Fill in some cells and leave others blank for the learner to complete. Include a separate answer key.

Example row:
| Root | Noun | Verb | Adjective | Adverb |
|------|------|------|-----------|--------|
| create | creation | create | creative | creatively |
| employ | _______ | employ | _______ | — |

Here we have again use the formatting language Markdown to indicate an example table to the AI. The AI may be able to construct the table solely from the description "as a table with columns ..." and understand how to leave some cells blank, but if not consider adding the example to be more specific.

Other formats

We have shown some examples of exercises, which are common, but you can ask for others too. Odd-one-out exercises (which word doesn't belong?), categorization exercises (group these words by topic), or sentence-writing prompts (use each word in a sentence of your own) all work well with AI. The pattern is the same: specify the format, the level, the topic, and any constraints. Experiment and ask for what you need in a certain situation. 

L1 support for vocabulary

As covered earlier, the learner's native language can be a useful resource for vocabulary learning. For vocabulary lists, it can make sense to include L1 translations alongside the target language, especially for lower-level learners where L1 translations speed up initial word learning.
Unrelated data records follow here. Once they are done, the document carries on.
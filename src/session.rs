//! Per-peer chat sessions.
//!
//! Each session is one task owning one TCP socket. Other tasks talk to it
//! through a [`SessionHandle`]; the directory keeps the handle of the session
//! bound to each peer.

use std::net::{IpAddr, SocketAddr};
use std::sync::atomic::{AtomicU64, Ordering};
use std::sync::Arc;
use std::time::Duration;

use futures::{SinkExt, StreamExt};
use tokio::net::tcp::{OwnedReadHalf, OwnedWriteHalf};
use tokio::net::TcpStream;
use tokio::sync::mpsc;
use tokio_util::codec::{FramedRead, FramedWrite};
use tokio_util::task::TaskTracker;

use crate::directory::{Binding, ContactDirectory};
use crate::error::{Error, Result};
use crate::events::{EventSink, TypingState};
use crate::peer::{ClientFlavor, PeerRecord};
use crate::protocol::{ChatMessage, MessageKind};
use crate::transport::FrameCodec;

pub type SessionId = u64;

static NEXT_SESSION_ID: AtomicU64 = AtomicU64::new(1);

#[derive(Debug)]
pub enum SessionCommand {
    Send(ChatMessage),
    Close,
}

#[derive(Debug, Clone)]
pub struct SessionHandle {
    id: SessionId,
    commands: mpsc::UnboundedSender<SessionCommand>,
}

impl SessionHandle {
    pub fn channel() -> (Self, mpsc::UnboundedReceiver<SessionCommand>) {
        let (commands, rx) = mpsc::unbounded_channel();
        let id = NEXT_SESSION_ID.fetch_add(1, Ordering::Relaxed);
        (Self { id, commands }, rx)
    }

    pub fn id(&self) -> SessionId {
        self.id
    }

    /// Hands `message` to the session. Returns false if the session is gone.
    pub fn send(&self, message: ChatMessage) -> bool {
        self.commands.send(SessionCommand::Send(message)).is_ok()
    }

    pub fn close(&self) {
        let _ = self.commands.send(SessionCommand::Close);
    }

    pub fn is_closed(&self) -> bool {
        self.commands.is_closed()
    }
}

/// Everything a session needs from the provider it runs under.
#[derive(Clone)]
pub struct SessionContext {
    pub local_id: String,
    pub directory: ContactDirectory,
    pub events: Arc<dyn EventSink>,
    pub tracker: TaskTracker,
    pub connect_timeout: Duration,
}

#[derive(Debug, Clone, Copy, PartialEq, Eq)]
pub enum StreamPhase {
    Closed,
    Connecting,
    Negotiating,
    Open,
}

/// Local half of the stream negotiation plus the outbound queue.
///
/// Frames submitted before the local stream header went out are held back
/// and flushed, in order, right behind it.
#[derive(Debug)]
pub struct StreamState {
    phase: StreamPhase,
    local_open: bool,
    pending: String,
}

impl StreamState {
    pub fn new(phase: StreamPhase) -> Self {
        Self {
            phase,
            local_open: false,
            pending: String::new(),
        }
    }

    pub fn phase(&self) -> StreamPhase {
        self.phase
    }

    pub fn pending(&self) -> &str {
        &self.pending
    }

    /// Returns the frame if it can go out now, otherwise queues it.
    pub fn submit(&mut self, frame: String) -> Option<String> {
        match self.local_open {
            true => Some(frame),
            false => {
                self.pending.push_str(&frame);
                None
            }
        }
    }

    pub fn connected(&mut self) {
        self.phase = StreamPhase::Negotiating;
    }

    /// Opens the local stream once. Yields the header followed by anything
    /// queued so far; `None` if the header was already sent.
    pub fn open_local(&mut self, hello: String) -> Option<String> {
        self.phase = StreamPhase::Open;
        if self.local_open {
            return None;
        }
        self.local_open = true;
        let mut out = hello;
        out.push_str(&std::mem::take(&mut self.pending));
        Some(out)
    }

    pub fn close(&mut self) {
        self.phase = StreamPhase::Closed;
    }
}

enum Flow {
    Continue,
    Stop,
}

type Reader = FramedRead<OwnedReadHalf, FrameCodec>;
type Writer = FramedWrite<OwnedWriteHalf, FrameCodec>;

pub struct ChatSession {
    handle: SessionHandle,
    commands: mpsc::UnboundedReceiver<SessionCommand>,
    ctx: SessionContext,
    peer_id: Option<String>,
    flavor: ClientFlavor,
    remote_ip: IpAddr,
    stream: StreamState,
}

/// Returns the session bound to `peer_id`, opening an outbound one if there
/// is none yet.
pub fn session_for(ctx: &SessionContext, peer_id: &str) -> Result<SessionHandle> {
    let peer = ctx
        .directory
        .find(peer_id)
        .ok_or_else(|| Error::UnknownPeer(peer_id.to_string()))?;
    if let Some(handle) = ctx.directory.session(peer_id) {
        return Ok(handle);
    }

    let (handle, commands) = SessionHandle::channel();
    match ctx.directory.bind_session(peer_id, handle.clone()) {
        Binding::Bound => {
            let session = ChatSession::new(ctx.clone(), handle.clone(), commands, &peer);
            ctx.tracker.spawn(session.run_outbound(peer.socket_addr()));
            Ok(handle)
        }
        Binding::AlreadyBound(existing) => Ok(existing),
        Binding::PeerOffline => Err(Error::PeerOffline(peer_id.to_string())),
        Binding::UnknownPeer => Err(Error::UnknownPeer(peer_id.to_string())),
    }
}

impl ChatSession {
    pub fn new(
        ctx: SessionContext,
        handle: SessionHandle,
        commands: mpsc::UnboundedReceiver<SessionCommand>,
        peer: &PeerRecord,
    ) -> Self {
        Self {
            handle,
            commands,
            ctx,
            peer_id: Some(peer.id.clone()),
            flavor: peer.flavor,
            remote_ip: peer.ip,
            stream: StreamState::new(StreamPhase::Closed),
        }
    }

    pub fn id(&self) -> SessionId {
        self.handle.id
    }

    /// Dials the peer, sends our header without waiting for theirs and then
    /// converses. Messages sent while connecting are queued.
    pub async fn run_outbound(mut self, addr: SocketAddr) {
        self.stream = StreamState::new(StreamPhase::Connecting);
        tracing::debug!(session = self.id(), %addr, "connecting");

        let connect = tokio::time::timeout(self.ctx.connect_timeout, TcpStream::connect(addr));
        tokio::pin!(connect);
        let socket = loop {
            tokio::select! {
                res = &mut connect => match res {
                    Ok(Ok(socket)) => break socket,
                    Ok(Err(e)) => {
                        tracing::warn!(session = self.id(), %addr, error = %e, "couldn't connect to peer");
                        return self.finish();
                    }
                    Err(_) => {
                        tracing::warn!(session = self.id(), %addr, "timed out connecting to peer");
                        return self.finish();
                    }
                },
                cmd = self.commands.recv() => match cmd {
                    Some(SessionCommand::Send(message)) => {
                        let frame = self.encode(&message);
                        let _ = self.stream.submit(frame);
                    }
                    Some(SessionCommand::Close) | None => return self.finish(),
                },
            }
        };

        self.stream.connected();
        let (read, write) = socket.into_split();
        let reader = FramedRead::new(read, FrameCodec::new());
        let mut writer = FramedWrite::new(write, FrameCodec::new());

        if let Some(opening) = self.stream.open_local(self.hello()) {
            if let Err(e) = writer.send(opening).await {
                tracing::warn!(session = self.id(), error = %e, "couldn't open stream");
                return self.finish();
            }
        }
        self.converse(reader, writer).await;
    }

    /// Serves a connection accepted by the chat listener. Our header only
    /// goes out once the peer has opened its stream.
    pub async fn run_inbound(mut self, socket: TcpStream) {
        self.stream = StreamState::new(StreamPhase::Negotiating);
        let (read, write) = socket.into_split();
        let reader = FramedRead::new(read, FrameCodec::new());
        let writer = FramedWrite::new(write, FrameCodec::new());
        self.converse(reader, writer).await;
    }

    async fn converse(mut self, mut reader: Reader, mut writer: Writer) {
        let mut close_sent = false;
        loop {
            tokio::select! {
                frame = reader.next() => match frame {
                    Some(Ok(frame)) => {
                        let (flow, sent_close) = self.on_frame(&frame, &mut writer).await;
                        close_sent |= sent_close;
                        if let Flow::Stop = flow {
                            break;
                        }
                    }
                    Some(Err(e)) => {
                        tracing::warn!(session = self.id(), error = %e, "chat stream failed");
                        break;
                    }
                    None => {
                        tracing::debug!(session = self.id(), "peer hung up");
                        break;
                    }
                },
                cmd = self.commands.recv() => match cmd {
                    Some(SessionCommand::Send(message)) => {
                        let frame = self.encode(&message);
                        if let Some(frame) = self.stream.submit(frame) {
                            if let Err(e) = writer.send(frame).await {
                                tracing::warn!(session = self.id(), error = %e, "couldn't write message");
                                break;
                            }
                        }
                    }
                    Some(SessionCommand::Close) | None => break,
                },
            }
        }

        if self.stream.phase() == StreamPhase::Open && !close_sent {
            let _ = writer.send(self.encode(&ChatMessage::stream_close())).await;
        }
        let _ = writer.close().await;
        self.finish();
    }

    /// Handles one received frame. The second value reports whether the
    /// closing tag was written.
    async fn on_frame(&mut self, frame: &str, writer: &mut Writer) -> (Flow, bool) {
        let message = ChatMessage::from_frame(frame);
        match message.kind {
            MessageKind::StreamOpen => {
                self.resolve_peer();
                if let Some(opening) = self.stream.open_local(self.hello()) {
                    if let Err(e) = writer.send(opening).await {
                        tracing::warn!(session = self.id(), error = %e, "couldn't open stream");
                        return (Flow::Stop, false);
                    }
                }
                (Flow::Continue, false)
            }
            MessageKind::StreamClose => {
                tracing::debug!(session = self.id(), "peer closed the stream");
                let sent = writer.send(self.encode(&ChatMessage::stream_close())).await.is_ok();
                (Flow::Stop, sent)
            }
            MessageKind::ChatText => {
                let Some(peer) = self.resolve_peer() else {
                    let e = Error::UnresolvedSender(self.remote_ip);
                    tracing::error!(session = self.id(), error = %e, "dropping connection");
                    return (Flow::Stop, false);
                };
                self.ctx.events.message_received(&message, &peer);
                self.ctx.events.typing_changed(&peer, TypingState::Stopped);
                (Flow::Continue, false)
            }
            MessageKind::Typing => {
                if let Some(peer) = self.resolve_peer() {
                    self.ctx.events.typing_changed(&peer, TypingState::Started);
                }
                (Flow::Continue, false)
            }
            MessageKind::Delivered => (Flow::Continue, false),
            MessageKind::Undefined => {
                tracing::debug!(session = self.id(), frame, "ignoring unrecognised frame");
                (Flow::Continue, false)
            }
        }
    }

    /// Finds the peer behind this connection, by its bound identifier first
    /// and by remote address otherwise, binding to it if it has no session.
    fn resolve_peer(&mut self) -> Option<PeerRecord> {
        if let Some(peer) = self.peer_id.as_deref().and_then(|id| self.ctx.directory.find(id)) {
            return Some(peer);
        }
        let peer = self.ctx.directory.find_by_ip(self.remote_ip)?;
        if let Binding::Bound = self.ctx.directory.bind_session(&peer.id, self.handle.clone()) {
            tracing::debug!(session = self.id(), peer = %peer.id, "session bound");
        }
        self.peer_id = Some(peer.id.clone());
        self.flavor = peer.flavor;
        Some(peer)
    }

    fn remote_id(&self) -> &str {
        self.peer_id.as_deref().unwrap_or_default()
    }

    fn hello(&self) -> String {
        self.encode(&ChatMessage::stream_open())
    }

    fn encode(&self, message: &ChatMessage) -> String {
        message.to_frame(self.flavor, &self.ctx.local_id, self.remote_id())
    }

    fn finish(mut self) {
        let phase = self.stream.phase();
        self.stream.close();
        if let Some(id) = &self.peer_id {
            self.ctx.directory.unbind_session(id, self.handle.id);
        }
        tracing::debug!(session = self.id(), peer = self.remote_id(), ?phase, "session closed");
    }
}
Create a vocabulary list for a Japanese-speaking A2 learner studying English.
Topic: daily routines.
12 items.

For each word, include the English word, the Japanese translation, and a simple English example sentence.
Use natural Japanese translations, not word-for-word equivalents.

If you don't speak the learner's L1, the caveats from Chapter 3 apply. Be transparent with the learner and let them flag anything that sounds off.
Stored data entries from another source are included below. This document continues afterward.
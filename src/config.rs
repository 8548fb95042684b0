use std::fs;
use std::path::Path;
use std::time::Duration;

use serde::{Deserialize, Serialize};

use crate::error::{Error, Result};
use crate::status::PresenceStatus;

pub const DEFAULT_PORT: u16 = 5298;
pub const DEFAULT_STATUS_MESSAGE: &str = "The truth is out there...";

/// Settings for one local account. Every field may be omitted from the
/// config file.
#[derive(Debug, Clone, PartialEq, Eq, Serialize, Deserialize)]
#[serde(default)]
pub struct ProviderConfig {
    /// Announced identifier. Derived from the user and host name when empty.
    pub account_id: String,
    pub first_name: String,
    pub last_name: String,
    pub email: String,
    pub status_message: String,
    /// Chat port tried first; an ephemeral one is used when it's taken.
    pub port: u16,
    pub initial_status: PresenceStatus,
    pub connect_timeout_secs: u64,
}

impl Default for ProviderConfig {
    fn default() -> Self {
        Self {
            account_id: String::new(),
            first_name: String::new(),
            last_name: String::new(),
            email: String::new(),
            status_message: DEFAULT_STATUS_MESSAGE.to_string(),
            port: DEFAULT_PORT,
            initial_status: PresenceStatus::Online,
            connect_timeout_secs: 10,
        }
    }
}

impl ProviderConfig {
    /// Reads a JSON config file. A missing file yields the defaults.
    pub fn load(path: &Path) -> Result<Self> {
        if !path.exists() {
            tracing::debug!(path = %path.display(), "no config file, using defaults");
            return Ok(Self::default());
        }
        let content = fs::read_to_string(path)?;
        let config: Self = serde_json::from_str(&content)
            .map_err(|e| Error::Config(format!("{}: {e}", path.display())))?;
        tracing::info!(path = %path.display(), "loaded config");
        Ok(config)
    }

    pub fn connect_timeout(&self) -> Duration {
        Duration::from_secs(self.connect_timeout_secs)
    }

    /// The configured identifier, or `<user>@<hostname>` when none is set.
    pub fn account_id(&self) -> String {
        match self.account_id.trim() {
            "" => default_account_id(),
            id => id.to_string(),
        }
    }
}

fn default_account_id() -> String {
    let user = std::env::var("USER")
        .or_else(|_| std::env::var("USERNAME"))
        .unwrap_or_else(|_| "user".to_string());
    let host = hostname::get()
        .map(|h| h.to_string_lossy().to_string())
        .unwrap_or_else(|_| "localhost".to_string());
    format!("{user}@{}", host.trim_end_matches(".local"))
}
You can also generate exercises that specifically target the relationship between two languages, leveraging cognates (similar words with similar meanings) and addressing false friends (similar words with different meanings).

I teach English to Spanish-speaking B1 learners.
Create an exercise with two parts:

Part 1: "Good friends" — 8 English-Spanish cognates where the meaning is the same or very similar (e.g., telephone/teléfono).
For each, write an English sentence using the word.

Part 2: "False friends" — 6 English-Spanish false friends where the similar-looking word means something different (e.g., embarrassed ≠ embarazada).
For each, explain the actual meaning in both languages and write a sentence showing the correct English usage.

This kind of exercise turns a common source of errors into an explicit learning opportunity. 

Tips and pitfalls

  • Check CEFR level accuracy. AI's sense of vocabulary difficulty is approximate. It's generally reasonable at B1-B2 but tends to overshoot at lower levels (giving B1 words when you asked for A2) and undershoot at higher levels (giving B2 words when you asked for C1). A quick scan will hopefully reveal any words that don't fit.

  • Watch out for polysemy. Many common words have multiple meanings. "Run" can mean to move quickly, to manage a business, to operate software, or to flow. If you're generating vocabulary for a specific context, it can help to add "definitions as used in [context]" to your prompt so the AI picks the right meaning.

  • Review answer keys. Vocabulary exercises can be prone to answer key errors. Fill-in-the-blank exercises sometimes have blanks where more than one word fits. Multiple choice exercises sometimes have two plausible answers. A quick check before sharing the exercise saves confusion later.